A public adjuster is, subject to some exceptions, a person “who, for money, commission, or any other thing of value, prepares, completes, or files an insurance claim form for an insured or third-party claimaint or who, for money, commission, or any other thing of value, acts on behalf of, or aids an insured or third-party claimant in negotiating for or effecting the settlement of a claim or claims for loss or damage covered by an insurance contract or who advertises for employment as an adjuster of such claims.” Fla. Stat. §626.854(1). Typically, public adjusters work with insureds who have suffered a loss to try to get the insurance company to pay more money. Public insurance adjusters are regulated by Florida’s Department of Financial Services and have their own trade association. There is no doubt that public insurance adjusting is a big business in Florida
For several years, Florida law has prohibited public insurance adjusters from initiating contact with claimants for at least 48 hours after an event that causes a loss that might be covered by an insurance policy. Fla. Stat. §626.854(6). One public insurance adjuster, Frederick Kortum, challenged the constitutionality of this prohibition, claiming that it violated, among other rights, his right to free speech. The Department of Financial Services argued that the statute did not prohibit a public adjuster from communicating with a claimant in writing and, as such, did not regulate the content of speech. The trial court agreed with the Department, finding that the statute regulated conduct, not speech, and upheld the constitutionality of the statute. On appeal the First District Court of Appeal disagreed and ruled the statute to be unconstitutional.

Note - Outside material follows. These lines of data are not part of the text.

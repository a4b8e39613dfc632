//! Event ingest.
//!
//! Lets a host that runs out of process fire events over HTTP.

use std::sync::Arc;

use axum::{
    body::Bytes,
    extract::{Path, State},
    http::StatusCode,
    Json,
};
use serde::{Deserialize, Serialize};
use serde_json::Value;
use tracing::debug;

use crate::error::ApiError;
use crate::state::AppState;

/// Response for an accepted event.
#[derive(Debug, Serialize, Deserialize)]
#[serde(rename_all = "camelCase")]
pub struct EventAccepted {
    pub accepted: bool,
    pub event_name: String,
    /// Number of deliveries scheduled.
    pub dispatched: usize,
}

/// Fire a host event.
///
/// POST /events/{name}
///
/// The body is the event payload; an empty body is `null`. Returns once
/// deliveries are scheduled.
pub async fn fire_event(
    State(state): State<Arc<AppState>>,
    Path(name): Path<String>,
    body: Bytes,
) -> Result<(StatusCode, Json<EventAccepted>), ApiError> {
    let payload: Value = if body.iter().all(u8::is_ascii_whitespace) {
        Value::Null
    } else {
        serde_json::from_slice(&body).map_err(|e| ApiError::InvalidBody(e.to_string()))?
    };

    let batch = state.registry.handle_event(&name, &payload).await;
    let dispatched = batch.len();
    drop(batch);

    debug!("Accepted event '{}' ({} deliveries)", name, dispatched);
    Ok((
        StatusCode::ACCEPTED,
        Json(EventAccepted {
            accepted: true,
            event_name: name,
            dispatched,
        }),
    ))
}
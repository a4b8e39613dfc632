//! Application state.

use std::sync::Arc;

use gamehooks_registry::WebhookRegistry;

/// State shared across handlers.
pub struct AppState {
    pub registry: Arc<WebhookRegistry>,
}

impl AppState {
    pub fn new(registry: Arc<WebhookRegistry>) -> Self {
        Self { registry }
    }
}
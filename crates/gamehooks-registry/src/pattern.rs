//! Subscription pattern validation and matching.
//!
//! Patterns are regular expressions matched anywhere in an event name
//! (unanchored). Compiled expressions are cached in a `DashMap` so the
//! dispatch path does not recompile them for every fired event.

use dashmap::DashMap;
use regex::Regex;
use tracing::warn;

use crate::error::RegistryError;

/// Cache size past which compiled patterns are discarded.
const MAX_CACHED_PATTERNS: usize = 1024;

/// Compiles, caches and evaluates subscription patterns.
pub struct PatternMatcher {
    cache: DashMap<String, Regex>,
}

impl PatternMatcher {
    /// Create a matcher with an empty cache.
    pub fn new() -> Self {
        Self {
            cache: DashMap::new(),
        }
    }

    fn compile(&self, pattern: &str) -> Result<Regex, regex::Error> {
        if let Some(re) = self.cache.get(pattern) {
            return Ok(re.value().clone());
        }

        let re = Regex::new(pattern)?;
        if self.cache.len() >= MAX_CACHED_PATTERNS {
            self.cache.clear();
        }
        self.cache.insert(pattern.to_string(), re.clone());
        Ok(re)
    }

    /// Whether `pattern` matches `name`. Invalid patterns never match.
    pub fn is_match(&self, pattern: &str, name: &str) -> bool {
        match self.compile(pattern) {
            Ok(re) => re.is_match(name),
            Err(e) => {
                warn!("Skipping invalid pattern '{}': {}", pattern, e);
                false
            }
        }
    }

    /// Whether any of `patterns` matches `name`.
    pub fn matches_any(&self, patterns: &[String], name: &str) -> bool {
        patterns.iter().any(|p| self.is_match(p, name))
    }

    /// Check that every pattern matches at least one catalog entry.
    ///
    /// Rejects an empty pattern list, patterns that fail to compile, and
    /// patterns matching no catalog entry. The error names every offender.
    pub fn validate(&self, patterns: &[String], catalog: &[String]) -> Result<(), RegistryError> {
        if patterns.is_empty() {
            return Err(RegistryError::Validation(
                "enabledEvents must contain at least one event or pattern".to_string(),
            ));
        }

        let mut problems = Vec::new();
        for pattern in patterns {
            match self.compile(pattern) {
                Ok(re) => {
                    if !catalog.iter().any(|event| re.is_match(event)) {
                        problems.push(format!("'{}' matches no available event", pattern));
                    }
                }
                Err(e) => problems.push(format!("'{}' is not a valid pattern: {}", pattern, e)),
            }
        }

        if problems.is_empty() {
            Ok(())
        } else {
            Err(RegistryError::Validation(format!(
                "invalid enabledEvents: {}",
                problems.join("; ")
            )))
        }
    }

    /// Number of compiled patterns currently cached.
    pub fn cached(&self) -> usize {
        self.cache.len()
    }
}

impl Default for PatternMatcher {
    fn default() -> Self {
        Self::new()
    }
}
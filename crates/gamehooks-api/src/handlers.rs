//! Management route handlers.
//!
//! Paths are relative to the configured prefix:
//! - GET    /                  - List endpoints
//! - POST   /                  - Register endpoint
//! - GET    /available-events  - List catalog events
//! - GET    /{id}              - Get endpoint
//! - POST   /{id}              - Update endpoint
//! - DELETE /{id}              - Delete endpoint

use std::sync::Arc;

use axum::{
    extract::{rejection::JsonRejection, Path, State},
    http::StatusCode,
    response::IntoResponse,
    Json,
};
use serde::{Deserialize, Serialize};
use uuid::Uuid;

use gamehooks_registry::{CreateEndpoint, Endpoint, UpdateEndpoint};

use crate::error::ApiError;
use crate::state::AppState;

/// Response for listing endpoints.
#[derive(Debug, Serialize, Deserialize)]
pub struct ListEndpointsResponse {
    pub endpoints: Vec<Endpoint>,
}

/// Response for deleting an endpoint.
#[derive(Debug, Serialize, Deserialize)]
pub struct DeleteEndpointResponse {
    pub id: Uuid,
    pub deleted: bool,
}

/// Response for the event catalog.
#[derive(Debug, Serialize, Deserialize)]
#[serde(rename_all = "camelCase")]
pub struct AvailableEventsResponse {
    pub available_events: Vec<String>,
}

fn parse_id(raw: &str) -> Result<Uuid, ApiError> {
    Uuid::parse_str(raw).map_err(|_| ApiError::InvalidId(raw.to_string()))
}

fn parse_body<T>(body: Result<Json<T>, JsonRejection>) -> Result<T, ApiError> {
    body.map(|Json(value)| value)
        .map_err(|rejection| ApiError::InvalidBody(rejection.body_text()))
}

/// List all endpoints.
///
/// GET /
pub async fn list_endpoints(
    State(state): State<Arc<AppState>>,
) -> Result<Json<ListEndpointsResponse>, ApiError> {
    let endpoints = state.registry.list().await?;
    Ok(Json(ListEndpointsResponse { endpoints }))
}

/// Register a new endpoint.
///
/// POST /
pub async fn create_endpoint(
    State(state): State<Arc<AppState>>,
    body: Result<Json<CreateEndpoint>, JsonRejection>,
) -> Result<impl IntoResponse, ApiError> {
    let request = parse_body(body)?;
    let endpoint = state.registry.create(request).await?;
    Ok((StatusCode::CREATED, Json(endpoint)))
}

/// List the event names currently offered by the host.
///
/// GET /available-events
pub async fn available_events(State(state): State<Arc<AppState>>) -> Json<AvailableEventsResponse> {
    Json(AvailableEventsResponse {
        available_events: state.registry.list_available_events(),
    })
}

/// Get an endpoint by ID.
///
/// GET /{id}
pub async fn get_endpoint(
    State(state): State<Arc<AppState>>,
    Path(id): Path<String>,
) -> Result<Json<Endpoint>, ApiError> {
    let id = parse_id(&id)?;
    Ok(Json(state.registry.get(id).await?))
}

/// Partially update an endpoint.
///
/// POST /{id}
pub async fn update_endpoint(
    State(state): State<Arc<AppState>>,
    Path(id): Path<String>,
    body: Result<Json<UpdateEndpoint>, JsonRejection>,
) -> Result<Json<Endpoint>, ApiError> {
    let id = parse_id(&id)?;
    let changes = parse_body(body)?;
    Ok(Json(state.registry.update(id, changes).await?))
}

/// Delete an endpoint. Unknown ids report `deleted: false`.
///
/// DELETE /{id}
pub async fn delete_endpoint(
    State(state): State<Arc<AppState>>,
    Path(id): Path<String>,
) -> Result<Json<DeleteEndpointResponse>, ApiError> {
    let id = parse_id(&id)?;
    let deleted = state.registry.delete(id).await?;
    Ok(Json(DeleteEndpointResponse { id, deleted }))
}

The Florida Supreme Court recently issued its opinion in Jeffrey H. Atwater v. Frederick W. Kortum, Case No. SC11-133, affirming the appellate court. In its opinion, the Florida Supreme Court found that Fla. Stat. §626.854(6) as written prohibits public adjusters from initiating communication, in any manner, with a potential claimant for a period of time after a claim-producing event. As such, the Supreme Court further found that the statute does, in fact, regulate commercial speech. The Court analogized this case to a United States Supreme Court case finding unconstitutional a Florida regulation that prohibited accountants from soliciting business. Based upon that analysis and those findings, the Florida Supreme Court determined that Fla. Stat. §626.854(6) is unconstitutional.

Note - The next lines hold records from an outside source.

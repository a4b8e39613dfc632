//! Outbound webhook delivery.
//!
//! A [`Dispatcher`] performs one delivery of one payload to one endpoint and
//! reports the outcome. It never returns an error: failures are recorded in
//! the [`DeliveryOutcome`] and logged. Scheduling deliveries concurrently is
//! the registry's job.

use std::time::Duration;

use async_trait::async_trait;
use reqwest::Client;
use tracing::{info, warn};
use uuid::Uuid;

use gamehooks_config::DispatchConfig;

use crate::error::RegistryError;
use crate::types::Endpoint;

/// Result of delivering one event to one endpoint.
#[derive(Debug, Clone, PartialEq, Eq)]
pub enum DeliveryResult {
    /// The receiver answered with a 2xx status.
    Delivered { status: u16 },
    /// Every attempt failed; carries the last failure.
    Failed { reason: String },
}

/// Delivery report for a single endpoint.
#[derive(Debug, Clone, PartialEq, Eq)]
pub struct DeliveryOutcome {
    pub endpoint_id: Uuid,
    pub url: String,
    pub attempts: u32,
    pub result: DeliveryResult,
}

impl DeliveryOutcome {
    pub fn is_success(&self) -> bool {
        matches!(self.result, DeliveryResult::Delivered { .. })
    }
}

/// Delivers serialized event payloads to endpoints.
#[async_trait]
pub trait Dispatcher: Send + Sync {
    /// Deliver `payload` (serialized JSON) to `endpoint`.
    async fn deliver(&self, endpoint: &Endpoint, payload: &str) -> DeliveryOutcome;
}

/// HTTP dispatcher backed by `reqwest`.
///
/// Each attempt is a `POST` with `Content-Type: application/json`, bounded by
/// the configured request timeout. With `max_attempts = 1` (the default) an
/// event is delivered at most once per endpoint; larger values retry with a
/// linear backoff.
pub struct HttpDispatcher {
    client: Client,
    max_attempts: u32,
    retry_backoff: Duration,
}

impl HttpDispatcher {
    /// Build a dispatcher from configuration.
    pub fn new(config: &DispatchConfig) -> Result<Self, RegistryError> {
        let client = Client::builder()
            .timeout(Duration::from_secs(config.timeout_seconds))
            .user_agent(config.user_agent.clone())
            .build()
            .map_err(|e| RegistryError::Dispatcher(format!("Failed to create HTTP client: {}", e)))?;

        Ok(Self {
            client,
            max_attempts: config.max_attempts.max(1),
            retry_backoff: Duration::from_millis(config.retry_backoff_ms),
        })
    }

    async fn send_once(&self, url: &str, payload: &str) -> Result<u16, String> {
        let response = self
            .client
            .post(url)
            .header("Content-Type", "application/json")
            .body(payload.to_string())
            .send()
            .await
            .map_err(|e| {
                if e.is_timeout() {
                    format!("request timed out: {}", e)
                } else {
                    format!("request failed: {}", e)
                }
            })?;

        let status = response.status();
        if status.is_success() {
            Ok(status.as_u16())
        } else {
            let body = response.text().await.unwrap_or_default();
            Err(format!("HTTP {}: {}", status, body))
        }
    }
}

#[async_trait]
impl Dispatcher for HttpDispatcher {
    async fn deliver(&self, endpoint: &Endpoint, payload: &str) -> DeliveryOutcome {
        let mut last_error = String::new();

        for attempt in 1..=self.max_attempts {
            match self.send_once(&endpoint.url, payload).await {
                Ok(status) => {
                    info!(
                        "Webhook delivered to {} ({}) status={} attempt={}",
                        endpoint.id, endpoint.url, status, attempt
                    );
                    return DeliveryOutcome {
                        endpoint_id: endpoint.id,
                        url: endpoint.url.clone(),
                        attempts: attempt,
                        result: DeliveryResult::Delivered { status },
                    };
                }
                Err(e) => {
                    if attempt < self.max_attempts {
                        info!(
                            "Webhook attempt {} to {} failed: {}, retrying...",
                            attempt, endpoint.url, e
                        );
                        tokio::time::sleep(self.retry_backoff * attempt).await;
                    }
                    last_error = e;
                }
            }
        }

        warn!(
            "Webhook delivery to {} ({}) failed after {} attempt(s): {}",
            endpoint.id, endpoint.url, self.max_attempts, last_error
        );

        DeliveryOutcome {
            endpoint_id: endpoint.id,
            url: endpoint.url.clone(),
            attempts: self.max_attempts,
            result: DeliveryResult::Failed { reason: last_error },
        }
    }
}

#[cfg(test)]
#[path = "dispatcher_tests.rs"]
mod tests;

The prohibition against Florida public adjusters initiating communications with claimants in the days immediately following an occurrence appears to be dead, at least for now. We’ll see if the Florida Legislature attempts to craft a more narrow restriction that better serves the State’s interests in a future session.
David Greene is a partner with the law firm of Fox Rothschild LLP. David represents clients in a variety of commercial litigation matters in State and Federal Courts throughout Florida. David can be contacted at (561) 804-4441 or email@example.com.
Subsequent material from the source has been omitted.